* _Assignment_
Retype, word for word, every line of the records below starting at the one that contains "let parser = UaParser::default();" and ending at the one that contains "let first = parser.engine()"; include both of those lines and nothing more.

=== Begin Enclosure ===

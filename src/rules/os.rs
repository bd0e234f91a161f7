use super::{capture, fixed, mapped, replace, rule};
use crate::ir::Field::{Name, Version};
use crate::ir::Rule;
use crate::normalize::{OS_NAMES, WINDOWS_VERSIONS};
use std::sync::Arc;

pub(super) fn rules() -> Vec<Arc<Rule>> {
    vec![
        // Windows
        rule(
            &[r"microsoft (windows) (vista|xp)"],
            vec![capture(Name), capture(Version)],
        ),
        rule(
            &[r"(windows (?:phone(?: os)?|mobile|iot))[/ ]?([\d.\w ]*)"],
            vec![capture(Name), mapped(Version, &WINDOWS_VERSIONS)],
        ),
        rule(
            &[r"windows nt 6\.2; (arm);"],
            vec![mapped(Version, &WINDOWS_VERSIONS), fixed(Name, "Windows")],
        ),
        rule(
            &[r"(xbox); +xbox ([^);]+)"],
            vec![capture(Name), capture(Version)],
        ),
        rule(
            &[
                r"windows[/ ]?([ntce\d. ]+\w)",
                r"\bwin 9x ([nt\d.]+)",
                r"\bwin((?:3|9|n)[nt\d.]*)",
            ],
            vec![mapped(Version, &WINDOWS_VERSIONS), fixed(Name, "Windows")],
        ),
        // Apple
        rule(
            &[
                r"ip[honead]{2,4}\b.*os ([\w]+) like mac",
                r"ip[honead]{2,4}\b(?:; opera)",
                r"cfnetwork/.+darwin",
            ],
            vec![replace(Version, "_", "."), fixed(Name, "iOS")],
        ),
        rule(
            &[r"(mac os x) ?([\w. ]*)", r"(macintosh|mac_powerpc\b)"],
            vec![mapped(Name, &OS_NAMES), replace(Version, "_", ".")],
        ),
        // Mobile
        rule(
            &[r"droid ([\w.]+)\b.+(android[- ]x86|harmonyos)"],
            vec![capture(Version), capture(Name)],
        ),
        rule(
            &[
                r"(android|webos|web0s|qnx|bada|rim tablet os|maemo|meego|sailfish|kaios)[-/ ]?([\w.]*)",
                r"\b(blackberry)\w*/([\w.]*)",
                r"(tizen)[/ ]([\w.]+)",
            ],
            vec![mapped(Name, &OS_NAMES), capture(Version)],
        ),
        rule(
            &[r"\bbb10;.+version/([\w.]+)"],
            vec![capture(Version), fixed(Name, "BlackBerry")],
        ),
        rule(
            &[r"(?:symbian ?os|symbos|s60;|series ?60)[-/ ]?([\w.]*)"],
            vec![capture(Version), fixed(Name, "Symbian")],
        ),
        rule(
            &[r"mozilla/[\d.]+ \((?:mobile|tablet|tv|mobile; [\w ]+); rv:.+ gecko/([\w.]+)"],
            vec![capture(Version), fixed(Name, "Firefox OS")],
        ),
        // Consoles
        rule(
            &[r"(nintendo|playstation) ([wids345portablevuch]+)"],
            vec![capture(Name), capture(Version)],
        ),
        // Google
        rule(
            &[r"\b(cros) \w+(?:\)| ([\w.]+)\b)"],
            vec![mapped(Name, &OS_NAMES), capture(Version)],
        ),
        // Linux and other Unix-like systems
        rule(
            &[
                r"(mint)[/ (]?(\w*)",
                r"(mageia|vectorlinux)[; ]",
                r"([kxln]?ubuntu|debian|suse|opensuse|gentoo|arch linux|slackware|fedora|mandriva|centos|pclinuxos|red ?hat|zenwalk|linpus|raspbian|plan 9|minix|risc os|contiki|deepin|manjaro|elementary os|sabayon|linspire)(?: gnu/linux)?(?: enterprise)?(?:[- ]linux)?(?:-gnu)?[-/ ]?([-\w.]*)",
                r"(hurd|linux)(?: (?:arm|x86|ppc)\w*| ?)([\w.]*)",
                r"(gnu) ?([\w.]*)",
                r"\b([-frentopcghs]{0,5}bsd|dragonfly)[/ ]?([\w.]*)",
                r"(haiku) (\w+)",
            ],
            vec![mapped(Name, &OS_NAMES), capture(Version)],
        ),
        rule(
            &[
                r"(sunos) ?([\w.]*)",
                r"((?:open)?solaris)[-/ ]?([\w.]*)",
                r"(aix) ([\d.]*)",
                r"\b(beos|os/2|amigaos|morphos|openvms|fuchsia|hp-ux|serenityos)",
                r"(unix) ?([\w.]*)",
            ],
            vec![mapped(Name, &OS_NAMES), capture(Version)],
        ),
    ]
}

=== End Enclosure ===
=== Begin Enclosure ===

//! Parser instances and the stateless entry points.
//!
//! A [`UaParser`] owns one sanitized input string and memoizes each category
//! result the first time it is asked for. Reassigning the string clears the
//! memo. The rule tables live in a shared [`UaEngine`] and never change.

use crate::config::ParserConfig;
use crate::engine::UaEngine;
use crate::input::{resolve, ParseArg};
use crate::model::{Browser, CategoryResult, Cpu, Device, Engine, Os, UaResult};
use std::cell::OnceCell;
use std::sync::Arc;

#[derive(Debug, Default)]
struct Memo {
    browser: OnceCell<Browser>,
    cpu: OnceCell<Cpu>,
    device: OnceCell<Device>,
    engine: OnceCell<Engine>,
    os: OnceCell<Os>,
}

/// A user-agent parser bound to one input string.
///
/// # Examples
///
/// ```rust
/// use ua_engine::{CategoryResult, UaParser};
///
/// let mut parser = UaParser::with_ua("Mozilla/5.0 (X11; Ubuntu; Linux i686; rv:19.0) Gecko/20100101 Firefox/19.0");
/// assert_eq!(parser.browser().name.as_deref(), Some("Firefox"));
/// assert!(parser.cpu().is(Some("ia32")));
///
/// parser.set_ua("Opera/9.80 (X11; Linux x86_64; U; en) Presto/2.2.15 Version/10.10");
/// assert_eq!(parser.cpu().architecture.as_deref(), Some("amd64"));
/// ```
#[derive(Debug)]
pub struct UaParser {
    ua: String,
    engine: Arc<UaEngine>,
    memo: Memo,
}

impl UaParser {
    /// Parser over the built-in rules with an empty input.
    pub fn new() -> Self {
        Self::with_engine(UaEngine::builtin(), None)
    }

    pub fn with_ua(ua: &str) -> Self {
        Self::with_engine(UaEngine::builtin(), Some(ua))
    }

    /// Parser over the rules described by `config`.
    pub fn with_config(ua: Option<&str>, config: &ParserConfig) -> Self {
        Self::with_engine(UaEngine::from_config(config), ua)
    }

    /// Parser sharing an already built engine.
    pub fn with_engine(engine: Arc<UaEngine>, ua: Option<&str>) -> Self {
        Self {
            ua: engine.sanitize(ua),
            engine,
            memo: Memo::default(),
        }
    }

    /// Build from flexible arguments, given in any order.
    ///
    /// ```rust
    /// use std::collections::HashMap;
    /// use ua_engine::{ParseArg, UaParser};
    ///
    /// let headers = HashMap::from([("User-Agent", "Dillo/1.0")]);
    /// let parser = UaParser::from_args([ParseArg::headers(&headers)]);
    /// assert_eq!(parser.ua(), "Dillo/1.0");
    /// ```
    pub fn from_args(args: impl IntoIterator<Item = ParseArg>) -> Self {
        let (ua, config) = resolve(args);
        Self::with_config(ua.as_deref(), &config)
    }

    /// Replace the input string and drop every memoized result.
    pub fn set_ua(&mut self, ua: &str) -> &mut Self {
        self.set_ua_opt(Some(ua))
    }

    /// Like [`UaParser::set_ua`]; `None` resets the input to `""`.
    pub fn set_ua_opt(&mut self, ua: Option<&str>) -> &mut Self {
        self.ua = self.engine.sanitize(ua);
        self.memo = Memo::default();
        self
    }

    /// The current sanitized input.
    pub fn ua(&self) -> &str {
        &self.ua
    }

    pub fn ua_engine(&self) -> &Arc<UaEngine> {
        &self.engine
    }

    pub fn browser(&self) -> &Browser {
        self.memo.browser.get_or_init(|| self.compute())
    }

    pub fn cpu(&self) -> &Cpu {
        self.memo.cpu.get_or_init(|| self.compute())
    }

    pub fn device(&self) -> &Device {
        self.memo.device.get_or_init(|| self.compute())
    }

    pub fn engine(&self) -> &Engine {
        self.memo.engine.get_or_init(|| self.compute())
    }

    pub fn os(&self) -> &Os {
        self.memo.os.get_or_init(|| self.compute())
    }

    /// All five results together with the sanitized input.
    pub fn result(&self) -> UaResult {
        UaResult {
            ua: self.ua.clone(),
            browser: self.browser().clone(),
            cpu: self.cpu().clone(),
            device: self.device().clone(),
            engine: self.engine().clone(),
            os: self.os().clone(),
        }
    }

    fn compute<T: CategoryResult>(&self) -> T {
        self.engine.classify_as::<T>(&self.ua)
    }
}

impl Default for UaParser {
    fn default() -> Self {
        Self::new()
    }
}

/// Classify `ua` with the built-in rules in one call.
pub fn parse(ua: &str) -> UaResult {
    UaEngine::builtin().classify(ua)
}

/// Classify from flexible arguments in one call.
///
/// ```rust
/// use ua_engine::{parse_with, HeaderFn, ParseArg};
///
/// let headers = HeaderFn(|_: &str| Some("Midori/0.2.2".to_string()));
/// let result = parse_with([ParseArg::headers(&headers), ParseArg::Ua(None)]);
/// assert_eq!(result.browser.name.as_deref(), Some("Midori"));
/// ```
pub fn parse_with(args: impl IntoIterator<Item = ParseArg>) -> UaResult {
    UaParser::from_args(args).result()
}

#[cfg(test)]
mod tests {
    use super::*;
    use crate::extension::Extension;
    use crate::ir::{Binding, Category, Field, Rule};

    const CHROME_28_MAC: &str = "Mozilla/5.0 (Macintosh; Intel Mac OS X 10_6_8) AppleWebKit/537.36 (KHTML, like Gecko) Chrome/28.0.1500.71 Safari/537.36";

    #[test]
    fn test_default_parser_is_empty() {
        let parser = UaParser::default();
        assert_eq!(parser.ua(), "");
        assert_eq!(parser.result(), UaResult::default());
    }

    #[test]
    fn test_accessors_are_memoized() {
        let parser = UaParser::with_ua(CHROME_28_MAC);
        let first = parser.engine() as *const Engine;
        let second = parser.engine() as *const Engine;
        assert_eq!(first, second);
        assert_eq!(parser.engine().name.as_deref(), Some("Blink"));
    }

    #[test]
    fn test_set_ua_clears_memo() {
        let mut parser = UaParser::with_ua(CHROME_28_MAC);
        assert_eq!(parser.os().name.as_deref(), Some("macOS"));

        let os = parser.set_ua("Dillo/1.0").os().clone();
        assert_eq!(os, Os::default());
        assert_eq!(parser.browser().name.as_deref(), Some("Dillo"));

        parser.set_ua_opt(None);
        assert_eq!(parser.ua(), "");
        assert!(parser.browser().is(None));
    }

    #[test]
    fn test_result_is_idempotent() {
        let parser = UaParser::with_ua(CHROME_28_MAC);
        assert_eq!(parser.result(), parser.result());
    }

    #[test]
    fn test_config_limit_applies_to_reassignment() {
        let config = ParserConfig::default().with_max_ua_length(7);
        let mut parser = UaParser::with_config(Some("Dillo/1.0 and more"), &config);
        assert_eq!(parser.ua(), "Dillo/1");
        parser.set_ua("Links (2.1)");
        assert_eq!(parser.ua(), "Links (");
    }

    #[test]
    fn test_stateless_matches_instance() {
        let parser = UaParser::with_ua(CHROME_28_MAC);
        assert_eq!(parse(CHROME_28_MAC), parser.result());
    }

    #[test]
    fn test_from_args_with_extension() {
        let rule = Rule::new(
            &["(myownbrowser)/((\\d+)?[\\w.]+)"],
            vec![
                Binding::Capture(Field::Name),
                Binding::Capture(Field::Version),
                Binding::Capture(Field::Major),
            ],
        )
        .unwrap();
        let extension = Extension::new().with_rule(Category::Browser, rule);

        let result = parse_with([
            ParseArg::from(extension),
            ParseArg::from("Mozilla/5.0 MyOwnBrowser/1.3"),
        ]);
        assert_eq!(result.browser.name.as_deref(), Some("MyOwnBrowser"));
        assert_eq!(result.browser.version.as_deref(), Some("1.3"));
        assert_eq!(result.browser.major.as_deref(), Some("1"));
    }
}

=== End Enclosure ===

* _Your response_
        let parser = UaParser::default();
        assert_eq!(parser.ua(), "");
        assert_eq!(parser.result(), UaResult::default());
    }

    #[test]
    fn test_accessors_are_memoized() {
        let parser = UaParser::with_ua(CHROME_28_MAC);
        let first = parser.engine() as *const Engine;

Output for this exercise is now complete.